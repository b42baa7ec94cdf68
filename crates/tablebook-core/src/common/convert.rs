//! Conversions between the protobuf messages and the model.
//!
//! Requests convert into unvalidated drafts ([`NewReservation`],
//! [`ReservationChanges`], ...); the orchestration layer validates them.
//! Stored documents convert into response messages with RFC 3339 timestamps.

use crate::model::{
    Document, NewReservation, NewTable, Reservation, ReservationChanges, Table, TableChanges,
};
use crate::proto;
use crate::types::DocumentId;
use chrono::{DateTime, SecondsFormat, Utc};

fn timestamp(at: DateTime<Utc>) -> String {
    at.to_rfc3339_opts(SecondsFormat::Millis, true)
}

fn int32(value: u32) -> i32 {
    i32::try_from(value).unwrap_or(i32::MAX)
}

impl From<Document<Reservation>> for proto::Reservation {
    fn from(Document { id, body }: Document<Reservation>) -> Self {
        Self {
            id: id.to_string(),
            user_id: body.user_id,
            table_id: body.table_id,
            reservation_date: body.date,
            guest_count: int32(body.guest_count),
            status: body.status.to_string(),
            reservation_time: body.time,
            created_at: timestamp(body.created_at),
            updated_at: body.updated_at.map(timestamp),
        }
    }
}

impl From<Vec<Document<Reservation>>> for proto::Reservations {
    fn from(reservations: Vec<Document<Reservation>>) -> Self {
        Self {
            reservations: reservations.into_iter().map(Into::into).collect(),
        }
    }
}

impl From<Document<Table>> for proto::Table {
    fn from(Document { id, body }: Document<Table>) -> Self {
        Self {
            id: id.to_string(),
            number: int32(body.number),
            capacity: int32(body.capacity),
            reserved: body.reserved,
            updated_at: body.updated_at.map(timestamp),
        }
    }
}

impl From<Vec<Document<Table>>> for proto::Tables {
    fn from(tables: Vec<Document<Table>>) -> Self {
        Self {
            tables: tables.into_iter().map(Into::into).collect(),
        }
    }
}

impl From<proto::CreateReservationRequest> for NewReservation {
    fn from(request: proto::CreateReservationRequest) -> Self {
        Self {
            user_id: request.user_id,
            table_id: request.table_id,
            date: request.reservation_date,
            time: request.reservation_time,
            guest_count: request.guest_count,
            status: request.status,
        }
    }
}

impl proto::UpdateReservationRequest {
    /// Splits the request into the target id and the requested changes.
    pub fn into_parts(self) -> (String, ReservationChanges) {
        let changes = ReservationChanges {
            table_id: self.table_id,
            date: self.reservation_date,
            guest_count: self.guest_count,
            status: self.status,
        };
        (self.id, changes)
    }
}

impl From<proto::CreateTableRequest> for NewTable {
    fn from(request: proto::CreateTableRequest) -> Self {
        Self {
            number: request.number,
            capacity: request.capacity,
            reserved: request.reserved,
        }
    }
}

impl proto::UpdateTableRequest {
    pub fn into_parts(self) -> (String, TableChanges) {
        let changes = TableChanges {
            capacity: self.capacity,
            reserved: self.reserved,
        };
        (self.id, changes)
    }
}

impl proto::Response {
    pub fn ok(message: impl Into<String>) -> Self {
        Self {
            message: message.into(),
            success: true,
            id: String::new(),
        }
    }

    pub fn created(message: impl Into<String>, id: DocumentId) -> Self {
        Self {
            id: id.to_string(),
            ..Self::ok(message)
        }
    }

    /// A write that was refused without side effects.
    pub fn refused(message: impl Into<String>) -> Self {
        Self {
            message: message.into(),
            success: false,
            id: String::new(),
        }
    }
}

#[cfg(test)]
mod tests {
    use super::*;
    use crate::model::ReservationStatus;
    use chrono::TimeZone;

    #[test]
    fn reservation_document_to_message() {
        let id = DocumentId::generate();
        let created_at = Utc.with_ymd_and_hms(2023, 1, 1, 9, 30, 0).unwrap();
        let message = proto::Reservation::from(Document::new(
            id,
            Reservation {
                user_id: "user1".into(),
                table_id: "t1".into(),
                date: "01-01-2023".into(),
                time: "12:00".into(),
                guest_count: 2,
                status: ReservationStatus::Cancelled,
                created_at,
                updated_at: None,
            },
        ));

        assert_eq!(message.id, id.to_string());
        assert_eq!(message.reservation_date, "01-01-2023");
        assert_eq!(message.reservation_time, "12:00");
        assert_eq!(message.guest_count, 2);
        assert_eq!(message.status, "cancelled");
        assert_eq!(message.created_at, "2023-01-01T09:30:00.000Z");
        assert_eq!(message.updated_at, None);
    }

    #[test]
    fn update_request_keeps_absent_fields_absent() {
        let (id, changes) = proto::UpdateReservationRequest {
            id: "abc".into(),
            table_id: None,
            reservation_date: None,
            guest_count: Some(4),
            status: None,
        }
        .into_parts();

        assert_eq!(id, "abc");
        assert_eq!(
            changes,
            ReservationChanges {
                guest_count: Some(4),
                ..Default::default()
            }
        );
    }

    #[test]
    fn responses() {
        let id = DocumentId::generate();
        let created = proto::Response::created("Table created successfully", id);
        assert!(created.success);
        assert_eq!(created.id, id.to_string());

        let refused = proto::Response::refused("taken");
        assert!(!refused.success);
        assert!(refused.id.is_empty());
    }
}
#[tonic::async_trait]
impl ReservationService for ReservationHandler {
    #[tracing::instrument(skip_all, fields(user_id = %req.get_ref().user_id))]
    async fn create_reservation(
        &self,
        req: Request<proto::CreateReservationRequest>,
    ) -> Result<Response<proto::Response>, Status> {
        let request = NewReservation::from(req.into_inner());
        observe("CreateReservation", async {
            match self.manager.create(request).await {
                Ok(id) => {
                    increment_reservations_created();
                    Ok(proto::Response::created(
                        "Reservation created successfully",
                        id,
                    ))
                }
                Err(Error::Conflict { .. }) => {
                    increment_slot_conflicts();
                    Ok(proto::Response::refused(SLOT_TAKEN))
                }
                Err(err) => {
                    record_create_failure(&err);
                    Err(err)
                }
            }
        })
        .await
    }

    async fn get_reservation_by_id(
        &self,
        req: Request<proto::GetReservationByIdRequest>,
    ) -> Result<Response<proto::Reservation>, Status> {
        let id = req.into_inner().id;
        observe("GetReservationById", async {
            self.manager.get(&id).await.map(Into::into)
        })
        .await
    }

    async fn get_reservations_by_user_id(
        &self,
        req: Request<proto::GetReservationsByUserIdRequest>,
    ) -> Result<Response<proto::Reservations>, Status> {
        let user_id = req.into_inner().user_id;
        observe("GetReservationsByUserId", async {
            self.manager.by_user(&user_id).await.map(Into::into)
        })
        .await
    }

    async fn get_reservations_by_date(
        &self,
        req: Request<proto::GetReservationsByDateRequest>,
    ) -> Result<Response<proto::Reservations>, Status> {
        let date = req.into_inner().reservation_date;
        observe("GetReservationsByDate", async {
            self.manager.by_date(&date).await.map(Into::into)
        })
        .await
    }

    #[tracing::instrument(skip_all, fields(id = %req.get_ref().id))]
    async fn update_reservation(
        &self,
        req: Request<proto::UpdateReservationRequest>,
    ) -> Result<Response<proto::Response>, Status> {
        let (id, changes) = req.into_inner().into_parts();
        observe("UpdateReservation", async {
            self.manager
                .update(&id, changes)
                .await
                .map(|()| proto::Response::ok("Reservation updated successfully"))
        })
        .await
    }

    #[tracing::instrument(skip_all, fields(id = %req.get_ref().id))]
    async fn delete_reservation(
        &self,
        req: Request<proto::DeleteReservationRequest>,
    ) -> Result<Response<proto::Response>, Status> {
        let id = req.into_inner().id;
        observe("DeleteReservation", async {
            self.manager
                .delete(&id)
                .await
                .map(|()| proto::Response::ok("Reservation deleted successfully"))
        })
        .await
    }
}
━━━━━━
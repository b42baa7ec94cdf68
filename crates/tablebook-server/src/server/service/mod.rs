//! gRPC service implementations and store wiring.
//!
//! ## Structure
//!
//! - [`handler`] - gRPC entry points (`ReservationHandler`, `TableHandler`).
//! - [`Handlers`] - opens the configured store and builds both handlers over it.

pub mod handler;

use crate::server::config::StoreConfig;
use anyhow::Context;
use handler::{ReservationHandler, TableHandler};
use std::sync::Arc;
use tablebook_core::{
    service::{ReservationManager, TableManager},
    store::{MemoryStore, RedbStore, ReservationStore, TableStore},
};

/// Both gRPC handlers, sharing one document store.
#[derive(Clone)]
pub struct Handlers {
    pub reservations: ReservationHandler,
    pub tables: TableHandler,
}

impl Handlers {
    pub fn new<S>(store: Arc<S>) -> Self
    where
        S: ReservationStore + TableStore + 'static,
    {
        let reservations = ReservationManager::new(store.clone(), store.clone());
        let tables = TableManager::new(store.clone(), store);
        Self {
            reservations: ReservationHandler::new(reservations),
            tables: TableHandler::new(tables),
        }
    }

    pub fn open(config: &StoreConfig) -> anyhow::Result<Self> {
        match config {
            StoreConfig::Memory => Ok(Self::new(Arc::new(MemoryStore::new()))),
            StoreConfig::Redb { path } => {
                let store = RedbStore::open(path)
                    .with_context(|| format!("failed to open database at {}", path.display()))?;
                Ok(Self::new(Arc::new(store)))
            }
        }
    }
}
━━━━━━
## Required action
Working through the records above, copy each line in which "server" is found.

## Result of the exercise
filename crates/tablebook-server/src/server/service/mod.rs
use crate::server::config::StoreConfig;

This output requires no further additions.